Comparative in silico analysis of CHIR99021, Azakenpaullone and Tricantin interactions with GSK3β, a key protein in stem cell fates

Glycogen Synthase Kinase 3β (GSK3β) is a multifunctional serine/threonine-protein kinase that serves as a pivotal regulator of various human pluripotent stem cell (hPSCs) functions, including self-renewal, adhesion, survival, and differentiation in addition to have an effect on motility of sperm. Despite advancement in understanding the critical roles of GSK3β inhibition in various stem cell functions, the exact molecular basis of its inactivation using various small-molecule inhibitors remains poorly understood.

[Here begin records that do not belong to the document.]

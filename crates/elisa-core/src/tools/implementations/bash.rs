//! Bash tool: shell execution with a stripped environment and a command
//! blocklist.
//!
//! Commands run under `bash -c` in the workspace root with only `PATH`
//! inherited. The blocklist rejects network clients, remote VCS writes,
//! package installers and anything that reads the environment, before the
//! command ever spawns.

use std::process::Stdio;
use std::time::Duration;

use async_trait::async_trait;
use once_cell::sync::Lazy;
use regex::Regex;
use serde::Deserialize;
use serde_json::{json, Value};
use tokio::process::Command;
use tokio::time::timeout;

use crate::constants::BASH_TIMEOUT;
use crate::tools::registry::{parse_params, Tool, ToolContext, ToolResult};

const MAX_TIMEOUT: Duration = Duration::from_secs(600);

static BLOCKLIST: Lazy<Vec<(Regex, &'static str)>> = Lazy::new(|| {
    [
        (r"(^|[^\w-])(curl|wget|ssh|scp)\b", "network clients are not allowed"),
        (r"\bgit\s+(push|remote)\b", "remote git operations are not allowed"),
        (
            r"\b(pip3?\s+install|npm\s+install)\b",
            "package installation is not allowed",
        ),
        (
            r"(^|[^\w-])(env|printenv|export)\b",
            "environment access is not allowed",
        ),
        (
            r"\$\{?[A-Za-z_]",
            "environment variable expansion is not allowed",
        ),
    ]
    .into_iter()
    .map(|(pattern, reason)| (Regex::new(pattern).expect("valid blocklist regex"), reason))
    .collect()
});

/// Returns the rejection reason when the command trips the blocklist.
pub fn blocked_reason(command: &str) -> Option<&'static str> {
    BLOCKLIST
        .iter()
        .find(|(regex, _)| regex.is_match(command))
        .map(|(_, reason)| *reason)
}

pub struct BashTool;

#[derive(Deserialize)]
struct Params {
    command: String,
    #[serde(default)]
    timeout: Option<u64>,
}

#[async_trait]
impl Tool for BashTool {
    fn name(&self) -> &str {
        "Bash"
    }

    fn description(&self) -> &str {
        "Run a shell command in the workspace. No network access, no package installation, no environment variables."
    }

    fn parameters_schema(&self) -> Value {
        json!({
            "type": "object",
            "properties": {
                "command": {
                    "type": "string",
                    "description": "The command to execute"
                },
                "timeout": {
                    "type": "number",
                    "description": "Timeout in seconds (default 30, max 600)"
                }
            },
            "required": ["command"],
            "additionalProperties": false
        })
    }

    async fn execute(&self, params: Value, ctx: &ToolContext) -> ToolResult {
        let params = match parse_params::<Params>(params) {
            Ok(p) => p,
            Err(e) => return e,
        };

        if let Some(reason) = blocked_reason(&params.command) {
            tracing::info!(command = %params.command, reason, "bash command blocked");
            return ToolResult::error(format!("Command blocked by security policy: {}", reason));
        }

        let mut cmd = Command::new("bash");
        cmd.arg("-c")
            .arg(&params.command)
            .current_dir(&ctx.workspace_root)
            .env_clear()
            .stdin(Stdio::null())
            .stdout(Stdio::piped())
            .stderr(Stdio::piped())
            .kill_on_drop(true);
        if let Ok(path) = std::env::var("PATH") {
            cmd.env("PATH", path);
        }

        let deadline = params
            .timeout
            .map(Duration::from_secs)
            .unwrap_or(BASH_TIMEOUT)
            .min(MAX_TIMEOUT);

        let child = match cmd.spawn() {
            Ok(c) => c,
            Err(e) => return ToolResult::error(format!("Failed to spawn command: {}", e)),
        };

        let output = match timeout(deadline, child.wait_with_output()).await {
            Ok(Ok(output)) => output,
            Ok(Err(e)) => return ToolResult::error(format!("Command failed: {}", e)),
            Err(_) => {
                // wait_with_output consumed the child; kill_on_drop reaps it.
                return ToolResult::error(format!(
                    "Command timed out after {} seconds",
                    deadline.as_secs()
                ));
            }
        };

        let mut combined = String::from_utf8_lossy(&output.stdout).into_owned();
        let stderr = String::from_utf8_lossy(&output.stderr);
        if !stderr.is_empty() {
            if !combined.is_empty() {
                combined.push('\n');
            }
            combined.push_str(&stderr);
        }

        let exit_code = output.status.code().unwrap_or(-1);
        if exit_code == 0 {
            ToolResult::success(json!({ "output": combined, "exit_code": 0 }))
        } else {
            ToolResult::error(format!(
                "Command exited with code {}\n{}",
                exit_code, combined
            ))
        }
    }
}

#[cfg(test)]
mod tests {
    use super::*;
    use tempfile::tempdir;

    #[tokio::test]
    async fn runs_simple_command() {
        let tmp = tempdir().unwrap();
        let ctx = ToolContext::new(tmp.path());

        let result = BashTool
            .execute(json!({"command": "echo hello"}), &ctx)
            .await;
        assert!(!result.is_error);
        let parsed: Value = serde_json::from_str(&result.output).unwrap();
        assert!(parsed["output"].as_str().unwrap().contains("hello"));
    }

    #[tokio::test]
    async fn blocks_network_clients() {
        let tmp = tempdir().unwrap();
        let ctx = ToolContext::new(tmp.path());

        let result = BashTool
            .execute(json!({"command": "curl http://example.com"}), &ctx)
            .await;
        assert!(result.is_error);
        let parsed: Value = serde_json::from_str(&result.output).unwrap();
        assert_eq!(parsed["success"], false);
        assert!(parsed["error"]
            .as_str()
            .unwrap()
            .starts_with("Command blocked by security policy"));
    }

    #[tokio::test]
    async fn blocks_env_expansion() {
        let tmp = tempdir().unwrap();
        let ctx = ToolContext::new(tmp.path());

        let result = BashTool
            .execute(json!({"command": "echo $HOME"}), &ctx)
            .await;
        assert!(result.is_error);
        assert!(result.output.contains("Command blocked by security policy"));

        let result = BashTool
            .execute(json!({"command": "echo ${SECRET}"}), &ctx)
            .await;
        assert!(result.is_error);
    }

    #[test]
    fn blocklist_covers_the_policy() {
        for command in [
            "wget http://x",
            "ssh host",
            "scp a b",
            "git push origin main",
            "git remote add origin x",
            "pip install requests",
            "pip3 install requests",
            "npm install left-pad",
            "env",
            "printenv PATH",
            "export FOO=1",
        ] {
            assert!(blocked_reason(command).is_some(), "expected block: {}", command);
        }

        for command in ["echo hi", "python3 main.py", "git commit -m x", "ls -la"] {
            assert!(blocked_reason(command).is_none(), "expected allow: {}", command);
        }
    }

    #[tokio::test]
    async fn nonzero_exit_is_an_error() {
        let tmp = tempdir().unwrap();
        let ctx = ToolContext::new(tmp.path());
        let result = BashTool.execute(json!({"command": "false"}), &ctx).await;
        assert!(result.is_error);
        assert!(result.output.contains("exited with code 1"));
    }

    #[tokio::test]
    async fn times_out_and_reports() {
        let tmp = tempdir().unwrap();
        let ctx = ToolContext::new(tmp.path());
        let result = BashTool
            .execute(json!({"command": "sleep 5", "timeout": 1}), &ctx)
            .await;
        assert!(result.is_error);
        assert!(result.output.contains("timed out after 1 seconds"));
    }
}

Investigating the mechanistic details of the actions of inhibitors targeting GSK3 proteins, such as CHIR99021, Azakenpaullone, and Tricantin, could be extremely beneficial for improving novel defined stem cell culture systems and cancer research. The present study aimed to predict the binding mode of the aforementioned ligands with GSK3β, by molecular docking and metadynamic simulation, and compare the three-dimensional structure of the inactive conformation of GSK3β in the presence of three inhibitors. Also, the pharmacokinetic or ADMET properties of ligands, such as Lipinski's rule of five violations for drug-likeness, QPlog S, QPlog K, and bioactivity scoring, were predicted. The analysis of protein stability revealed that in the absence of inhibitors, the GSK3β has higher flexibility, while in the presence of CHIR and AZA, the rate of flexibility of most protein regions, especially the envelope area, decreased. It was found that though all small molecules are capable of facilitating the inhibition of GSK3β protein, but the flexibility of protein is a bit higher for CHIR than those for other two ligands.